As nonionic emulsifiers, use may be made, for example, of alcohol polyglycol ethers (such as lauryl alcohol, oleyl alcohol, stearyl alcohol or ethoxylated products such as mixtures of coconut oil fatty alcohols); alkylphenol polyglycol ethers (such as the ethoxylation products of octylphenol, nonylphenol, diisopropylphenol, triisopropylphenol or di-or tert-butylphenol); or ethoxylation products of polyoxypropylene.
Anionic emulsifiers which may also be used include alkali metal or ammonium salts of alkyl-, aryl-, or alkylaryl sulfonic acids and alkali metal or ammonium salts of alkylaryl, or alkylaryl sulfates, where also low polyethylene oxide units or polyethylene oxide units may be present between the hydrocarbon radical and the anion. Typical examples are sodium lauryl sulfate, undecyl glycol ether sulfate, sodium lauryl diglycol sulfate, sodium tetradecyl triethylene glycol sulfate, sodium octylphenol glycol ether sulfate, sodium dodecylbenzene sulfonate, sodium lauryl diglycol sulfate and ammonium tributylphenol pentaglycol or octaglycol sulfate.
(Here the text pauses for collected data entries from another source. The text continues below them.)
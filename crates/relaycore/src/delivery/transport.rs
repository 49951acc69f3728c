//! Downstream messaging transport interface.

use async_trait::async_trait;
use serde::{Deserialize, Serialize};
use std::fmt;
use thiserror::Error;

use super::batch::{MediaBatch, MAX_BATCH_SIZE};

/// Conversation the media is delivered to.
#[derive(Debug, Clone, Copy, PartialEq, Eq, Hash, Serialize, Deserialize)]
pub struct Destination(pub i64);

impl fmt::Display for Destination {
    fn fmt(&self, f: &mut fmt::Formatter<'_>) -> fmt::Result {
        write!(f, "{}", self.0)
    }
}

/// Transport errors that mean the media itself could not be fetched or used.
const CONTENT_UNAVAILABLE_MARKERS: &[&str] = &[
    "failed to get http url content",
    "wrong file identifier",
    "wrong type of the web page content",
    "webpage_curl_failed",
    "webpage_media_empty",
    "media_empty",
    "wrong remote file identifier",
    "file is too big",
    "photo_invalid_dimensions",
    "invalid file http url",
];

/// User-facing classification of a batch failure. Does not affect control flow.
#[derive(Debug, Clone, Copy, PartialEq, Eq, Serialize)]
pub enum FailureKind {
    ContentUnavailable,
    Generic,
}

impl FailureKind {
    pub fn classify(reason: &str) -> Self {
        let lowered = reason.to_lowercase();
        if CONTENT_UNAVAILABLE_MARKERS.iter().any(|m| lowered.contains(m)) {
            FailureKind::ContentUnavailable
        } else {
            FailureKind::Generic
        }
    }

    pub fn label(&self) -> &'static str {
        match self {
            FailureKind::ContentUnavailable => "content_unavailable",
            FailureKind::Generic => "generic",
        }
    }
}

/// A batch failed atomically; `reason` is the transport's opaque message.
#[derive(Debug, Clone, PartialEq, Eq, Error)]
#[error("{reason}")]
pub struct TransportError {
    reason: String,
}

impl TransportError {
    pub fn new(reason: impl Into<String>) -> Self {
        Self { reason: reason.into() }
    }

    pub fn reason(&self) -> &str {
        &self.reason
    }

    pub fn kind(&self) -> FailureKind {
        FailureKind::classify(&self.reason)
    }
}

#[async_trait]
pub trait Transport: Send + Sync {
    /// Largest batch the transport accepts.
    fn max_batch_size(&self) -> usize {
        MAX_BATCH_SIZE
    }

    /// Sends one batch. Either every item arrives or the call fails.
    async fn send_batch(&self, destination: Destination, batch: &MediaBatch) -> Result<(), TransportError>;
}

#[cfg(test)]
mod tests {
    use super::*;

    #[test]
    fn test_classify_content_unavailable() {
        for reason in [
            "Bad Request: failed to get HTTP URL content",
            "Bad Request: wrong file identifier/HTTP URL specified",
            "Bad Request: WEBPAGE_CURL_FAILED",
            "Bad Request: MEDIA_EMPTY",
        ] {
            assert_eq!(FailureKind::classify(reason), FailureKind::ContentUnavailable, "{}", reason);
        }
    }

    #[test]
    fn test_classify_generic() {
        assert_eq!(FailureKind::classify("Too Many Requests: retry after 5"), FailureKind::Generic);
        assert_eq!(FailureKind::classify("connection reset"), FailureKind::Generic);
        assert_eq!(TransportError::new("").kind(), FailureKind::Generic);
    }
}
It is also possible to use the sulfonated diaryl ethers of formulcA1 of EP-A-469,295.
Preferably, a mixture of anionic emulsifiers is used, at least one emulsifier containing phosphate and/or phosphonate groups being used in combination with another emulsifier containing sulfate or sulfonate groups.
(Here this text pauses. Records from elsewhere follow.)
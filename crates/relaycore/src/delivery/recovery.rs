//! Pending recovery decisions for partially failed deliveries.
//!
//! Entries live in a bounded [`moka`] cache with a time-to-live, so offers the
//! user never answers are reclaimed instead of accumulating.

use chrono::{DateTime, Utc};
use moka::future::Cache;
use moka::notification::RemovalCause;
use std::fmt;
use std::str::FromStr;
use std::sync::Arc;
use std::time::{Duration, Instant};
use uuid::Uuid;

use super::batch::MediaBatch;
use super::transport::{Destination, FailureKind};
use crate::core::error::{RelayError, RelayResult};
use crate::extract::ExtractionResult;

/// Correlation id of one recovery offer.
#[derive(Debug, Clone, Copy, PartialEq, Eq, Hash)]
pub struct RecoveryId(Uuid);

impl RecoveryId {
    pub fn new() -> Self {
        Self(Uuid::new_v4())
    }
}

impl Default for RecoveryId {
    fn default() -> Self {
        Self::new()
    }
}

impl fmt::Display for RecoveryId {
    // Simple form (32 hex chars) keeps callback payloads short.
    fn fmt(&self, f: &mut fmt::Formatter<'_>) -> fmt::Result {
        write!(f, "{}", self.0.simple())
    }
}

impl FromStr for RecoveryId {
    type Err = uuid::Error;

    fn from_str(s: &str) -> Result<Self, Self::Err> {
        Uuid::parse_str(s).map(RecoveryId)
    }
}

/// A batch that failed, with the transport's reason.
#[derive(Debug, Clone, PartialEq, Eq)]
pub struct FailedBatch {
    pub batch: MediaBatch,
    pub reason: String,
    pub kind: FailureKind,
}

/// Everything needed to act on a partial failure without re-extracting.
#[derive(Debug, Clone)]
pub struct PendingRecovery {
    pub id: RecoveryId,
    pub destination: Destination,
    pub source_url: String,
    /// Formatted metadata, without part markers
    pub caption: String,
    /// The result the failed attempt was built from
    pub result: Arc<ExtractionResult>,
    pub failed: Vec<FailedBatch>,
    /// 1 for the first offer, incremented on every re-offer after a retry
    pub round: u32,
    pub created_at: DateTime<Utc>,
    created: Instant,
}

impl PendingRecovery {
    pub fn new(
        destination: Destination,
        source_url: impl Into<String>,
        caption: impl Into<String>,
        result: Arc<ExtractionResult>,
        failed: Vec<FailedBatch>,
        round: u32,
    ) -> Self {
        Self {
            id: RecoveryId::new(),
            destination,
            source_url: source_url.into(),
            caption: caption.into(),
            result,
            failed,
            round,
            created_at: Utc::now(),
            created: Instant::now(),
        }
    }

    pub fn failed_items(&self) -> usize {
        self.failed.iter().map(|f| f.batch.len()).sum()
    }

    /// Classification of the first failure, used for the user message.
    pub fn kind(&self) -> FailureKind {
        self.failed.first().map(|f| f.kind).unwrap_or(FailureKind::Generic)
    }

    pub fn age(&self) -> Duration {
        self.created.elapsed()
    }
}

/// Bounded, expiring map of recovery offers.
#[derive(Clone)]
pub struct RecoveryStore {
    cache: Cache<RecoveryId, Arc<PendingRecovery>>,
    ttl: Duration,
}

impl RecoveryStore {
    pub fn new(ttl: Duration, max_entries: u64) -> Self {
        let cache = Cache::builder()
            .max_capacity(max_entries)
            .time_to_live(ttl)
            .eviction_listener(|id: Arc<RecoveryId>, entry: Arc<PendingRecovery>, cause: RemovalCause| {
                if cause.was_evicted() {
                    log::info!(
                        "Recovery {} for chat {} dropped ({:?}, {} failed items)",
                        id,
                        entry.destination,
                        cause,
                        entry.failed_items()
                    );
                }
            })
            .build();
        Self { cache, ttl }
    }

    pub async fn insert(&self, entry: PendingRecovery) -> RecoveryId {
        let id = entry.id;
        log::debug!("Stored recovery {} (round {})", id, entry.round);
        self.cache.insert(id, Arc::new(entry)).await;
        id
    }

    /// Removes and returns the entry. Only one caller can win for a given id;
    /// every other caller, and any caller after expiry, gets `RecoveryExpired`.
    pub async fn take(&self, id: RecoveryId) -> RelayResult<PendingRecovery> {
        let entry = self.cache.remove(&id).await.ok_or(RelayError::RecoveryExpired(id))?;
        if entry.age() > self.ttl {
            return Err(RelayError::RecoveryExpired(id));
        }
        Ok(Arc::try_unwrap(entry).unwrap_or_else(|shared| (*shared).clone()))
    }

    pub fn contains(&self, id: RecoveryId) -> bool {
        self.cache.contains_key(&id)
    }

    /// Number of live offers for one conversation.
    pub async fn pending_for(&self, destination: Destination) -> usize {
        self.cache.run_pending_tasks().await;
        self.cache
            .iter()
            .filter(|(_, entry)| entry.destination == destination && entry.age() <= self.ttl)
            .count()
    }

    pub async fn len(&self) -> u64 {
        self.cache.run_pending_tasks().await;
        self.cache.entry_count()
    }

    pub async fn is_empty(&self) -> bool {
        self.len().await == 0
    }
}
//! User-facing texts

use relaycore::delivery::{AbortReason, FailureKind, PartialFailure};
use relaycore::{BatchProgress, BatchSummary, DeliveryReport, RelayError};

pub const START_TEXT: &str = "👋 Hi! Send me a link to a video or an image post and I'll fetch the media for you.\n\
You can send several links in one message.";

pub const EXPIRED_TEXT: &str = "⌛ This request has expired or was already handled.";

pub fn help_text(descriptions: &str) -> String {
    format!(
        "{}\n\nSend one or more links in a message. Large albums are split into groups of 10.\n\
         If some media fail to send you can retry them, send only what is available, or cancel.",
        descriptions
    )
}

pub fn pending_text(count: usize) -> String {
    match count {
        0 => "Nothing is waiting for a decision.".to_string(),
        1 => "1 failed delivery is waiting for your decision.".to_string(),
        n => format!("{} failed deliveries are waiting for your decision.", n),
    }
}

pub fn processing_text(total: usize) -> String {
    if total == 1 {
        "⏳ Parsing your link...".to_string()
    } else {
        format!("⏳ Parsing {} links...", total)
    }
}

pub fn progress_text(progress: &BatchProgress) -> String {
    format!("⏳ Processing: {}", progress)
}

pub fn summary_text<T>(summary: &BatchSummary<T>) -> String {
    if summary.total == 1 {
        return if summary.succeeded == 1 {
            "✅ Done".to_string()
        } else {
            "❌ Failed".to_string()
        };
    }
    let mut text = format!("✅ Finished: {}/{} succeeded", summary.succeeded, summary.total);
    if summary.failed > 0 {
        text.push_str(&format!(", {} failed", summary.failed));
    }
    if summary.timed_out > 0 {
        text.push_str(&format!(" ({} timed out)", summary.timed_out));
    }
    text
}

fn failure_kind_text(kind: FailureKind) -> &'static str {
    match kind {
        FailureKind::ContentUnavailable => "the media is unavailable or could not be fetched",
        FailureKind::Generic => "Telegram refused the upload",
    }
}

pub fn partial_failure_text(partial: &PartialFailure) -> String {
    let attempt = if partial.round > 1 {
        format!(" (attempt {})", partial.round)
    } else {
        String::new()
    };
    format!(
        "⚠️ {}\n{} of {} groups failed to send{}. {}\n{} item(s) are missing. What should I do?",
        partial.source_url,
        partial.failed_batches,
        partial.failed_batches + partial.sent_batches,
        attempt,
        partial.error().user_message(),
        partial.failed_items
    )
}

/// Reply for the outcome of a recovery action. `PartialFailure` is rendered
/// with [`partial_failure_text`] instead.
pub fn report_text(report: &DeliveryReport) -> String {
    match report {
        DeliveryReport::Success {
            sent_items,
            skipped_items: 0,
        } => format!("✅ Sent {} item(s).", sent_items),
        DeliveryReport::Success {
            sent_items,
            skipped_items,
        } => format!("✅ Sent {} item(s), skipped {}.", sent_items, skipped_items),
        DeliveryReport::PartialFailure(partial) => format!("⚠️ {} item(s) still failed.", partial.failed_items),
        DeliveryReport::Aborted(AbortReason::Cancelled) => "✖️ Cancelled.".to_string(),
        DeliveryReport::Aborted(AbortReason::NothingAvailable) => {
            "Nothing else is available to send, all items were in failed groups.".to_string()
        }
        DeliveryReport::Aborted(AbortReason::RetriesExhausted { failed_items, kind }) => format!(
            "❌ Gave up after several retries, {} item(s) could not be sent: {}.",
            failed_items,
            failure_kind_text(*kind)
        ),
        DeliveryReport::Aborted(AbortReason::DeliveryFailed { kind }) => {
            format!("❌ Sending the available media failed too: {}.", failure_kind_text(*kind))
        }
    }
}

pub fn job_error_text(source_url: &str, error: &RelayError) -> String {
    format!("❌ {}\n{}", source_url, error.user_message())
}

pub fn job_crashed_text(source_url: &str) -> String {
    format!("❌ {}\nSomething went wrong while processing this link.", source_url)
}


#[cfg(test)]
mod tests {
    use super::*;
    use relaycore::extract::ExtractError;
    use pretty_assertions::assert_eq;
    use relaycore::RecoveryId;

    #[test]
    fn test_job_error_keeps_upstream_message() {
        let err = RelayError::Extraction(ExtractError::Upstream("作品已删除".to_string()));
        assert_eq!(job_error_text("https://x.example/1", &err), "❌ https://x.example/1\n作品已删除");
    }

    #[test]
    fn test_timeout_reply_uses_error_text() {
        let err = RelayError::Timeout(std::time::Duration::from_secs(180));
        assert_eq!(
            job_error_text("https://x.example/1", &err),
            "❌ https://x.example/1\nProcessing took too long and was stopped."
        );
    }

    #[test]
    fn test_partial_failure_text() {
        let partial = PartialFailure {
            recovery_id: RecoveryId::new(),
            source_url: "https://x.example/1".to_string(),
            sent_batches: 2,
            failed_batches: 1,
            failed_items: 3,
            kind: FailureKind::ContentUnavailable,
            reason: "Bad Request: failed to get HTTP URL content".to_string(),
            round: 1,
        };
        let text = partial_failure_text(&partial);
        assert!(text.starts_with("⚠️ https://x.example/1\n"));
        assert!(text.contains("1 of 3 groups failed"));
        assert!(text.contains("unavailable"));
        assert!(!text.contains("attempt"));
    }

    #[test]
    fn test_report_text_mentions_skipped() {
        let text = report_text(&DeliveryReport::Success {
            sent_items: 9,
            skipped_items: 3,
        });
        assert_eq!(text, "✅ Sent 9 item(s), skipped 3.");
    }

    #[test]
    fn test_pending_text() {
        assert_eq!(pending_text(0), "Nothing is waiting for a decision.");
        assert!(pending_text(4).starts_with("4 failed"));
    }
}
Particularly preferred are mixtures of emulsifiers containing phosphate and/or phosphonate groups in an amount of at least 10% by weight, based on the total amount of emulsifiers used.
In order to stabilize the aqueous polymer dispersions used according to the invention, protective colloids can be used, provided that this does not significantly increase the particle diameter of the polymer dispersion. Average value of the mean particle diameter (D) of the Polymer dispersions used according to the invention50Values) are generally in the range less than or equal to 200nm, preferably less than or equal to 150 nm.
Suitable protective colloids are copolymers based on polyvinylpyrrolidone, cellulose ether derivatives (cf. for example WO-A-99/48,841) and polyvinyl alcohols which are known and customary to the person skilled in the art.
The aqueous polymer dispersions used for producing the concrete moldings of the invention can be obtained by emulsion polymerization of free-radically polymerizable ethylenically unsaturated monomers, preferably using mixtures of such monomers.
Mixtures of preferred monomers containing acrylates and/or methacrylates and/or vinylaromatic compounds as main monomers, which consist of:
i)85 to 99.8% by weight of C1To C12Acrylic acid esters of alkanols, C1To C12Methacrylic acid esters of alkanols and/or vinylaromatic monomers.
ii) from 0.2 to 5% by weight of stabilizing monomers, such as copolymerizable carboxylic acids, copolymerizable amides, copolymerizable phosphates and/or phosphonates, copolymerizable sulfates and/or copolymerizable sulfonic acids and salts thereof, and
iii)0 to 10% by weight of further monomers.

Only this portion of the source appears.